When Antipater was shut up in Lamia by the Greeks and the Athenians were offering sacrifices of good tidings, Demosthenes said to one of his companions, Agesistratus, that he did not share the same view as the others about the situation: "for I know," he said, "that the Greeks are capable of running the short sprint and know how to do it, but not the long-distance race." When Antipater took Pharsalus and threatened to besiege the Athenians unless they surrendered the orators, Demosthenes left the city and fled first to Aegina, intending to take refuge at the shrine of Aeacus, and then, growing afraid, moved to Calauria. When the Athenians voted to surrender the orators, including him, he sat as a suppliant in the temple of Poseidon there. When Archias, nicknamed the "Exile-hunter," who had once been an actor alongside Anaximenes the orator, came after him and tried to persuade him to get up, on the ground that he would thereby become a friend of Antipater, Demosthenes said, "Neither when you were acting tragedy did you persuade me, nor will you persuade me now with your advice." When Archias attempted to use force, the people of the town prevented him; and Demosthenes said, "I did not take refuge in Calauria seeking safety, but so that I might convict the Macedonians of doing violence even to the gods."

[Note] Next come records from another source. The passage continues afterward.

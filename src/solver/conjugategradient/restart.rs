// Copyright 2024-2026 gradmin developers
//
// Licensed under the Apache License, Version 2.0 <LICENSE-APACHE or
// http://apache.org/licenses/LICENSE-2.0> or the MIT license <LICENSE-MIT or
// http://opensource.org/licenses/MIT>, at your option. This file may not be
// copied, modified, or distributed except according to those terms.

//! # Restart strategies
//!
//! Restarting sets β to zero, resetting the nonlinear conjugate gradient to
//! a steepest descent step when conjugacy has deteriorated.
//!
//! # References:
//!
//! \[0\] Jorge Nocedal and Stephen J. Wright (2006). Numerical Optimization.
//! Springer. ISBN 0-387-30303-0. (Equation 5.52)

use crate::core::math::GradminDot;
use crate::core::{GradminFloat, SerializeAlias};
#[cfg(feature = "serde1")]
use serde::{Deserialize, Serialize};

/// Common interface for restart tests.
pub trait RestartStrategy<P, F>: SerializeAlias {
    /// Returns `true` if the driver should discard the previous direction.
    fn restart(&self, g: &P, g_prev: &P, d_prev: &P) -> bool;
}

/// Never restart.
#[derive(Default, Copy, Clone, Debug, Eq, PartialEq)]
#[cfg_attr(feature = "serde1", derive(Serialize, Deserialize))]
pub struct NeverRestart {}

impl NeverRestart {
    /// Constructor
    pub fn new() -> Self {
        NeverRestart {}
    }
}

impl<P, F> RestartStrategy<P, F> for NeverRestart {
    fn restart(&self, _g: &P, _g_prev: &P, _d_prev: &P) -> bool {
        false
    }
}

/// Orthogonality-based restart: fires when consecutive gradients have lost
/// orthogonality, `|g.g_prev| / g_prev.g_prev >= nu`.
#[derive(Copy, Clone, Debug, PartialEq)]
#[cfg_attr(feature = "serde1", derive(Serialize, Deserialize))]
pub struct NJWSRestart<F> {
    nu: F,
}

impl<F: GradminFloat> Default for NJWSRestart<F> {
    fn default() -> Self {
        NJWSRestart { nu: float!(0.1) }
    }
}

impl<F: GradminFloat> NJWSRestart<F> {
    /// Constructor with the orthogonality threshold `nu` (typically 0.1).
    pub fn new(nu: F) -> Self {
        NJWSRestart { nu }
    }
}

impl<P, F> RestartStrategy<P, F> for NJWSRestart<F>
where
    P: GradminDot<P, F>,
    F: GradminFloat,
{
    fn restart(&self, g: &P, g_prev: &P, _d_prev: &P) -> bool {
        g.dot(g_prev).abs() / g_prev.dot(g_prev) >= self.nu
    }
}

He then asked for a writing tablet and wrote — according to Demetrius of Magnesia — the elegiac couplet later inscribed by the Athenians beneath his statue: "If your strength had matched your judgment, Demosthenes, the Macedonian Ares would never have ruled the Greeks." His statue stands near the enclosure and the altar of the Twelve Gods, made by Polyeuctus. But as others say, what was found written was this: "Demosthenes to Antipater, greetings." As for his death, Philochorus says he died by drinking poison; Satyrus the historian says that the reed pen with which he began to write the letter had been poisoned, and that he died from tasting it; Eratosthenes says that, having long feared the Macedonians, he wore around his arm a ring smeared with poison. There are also those who say that he died by holding his breath; and others who say that he tasted the poison concealed in his seal-ring.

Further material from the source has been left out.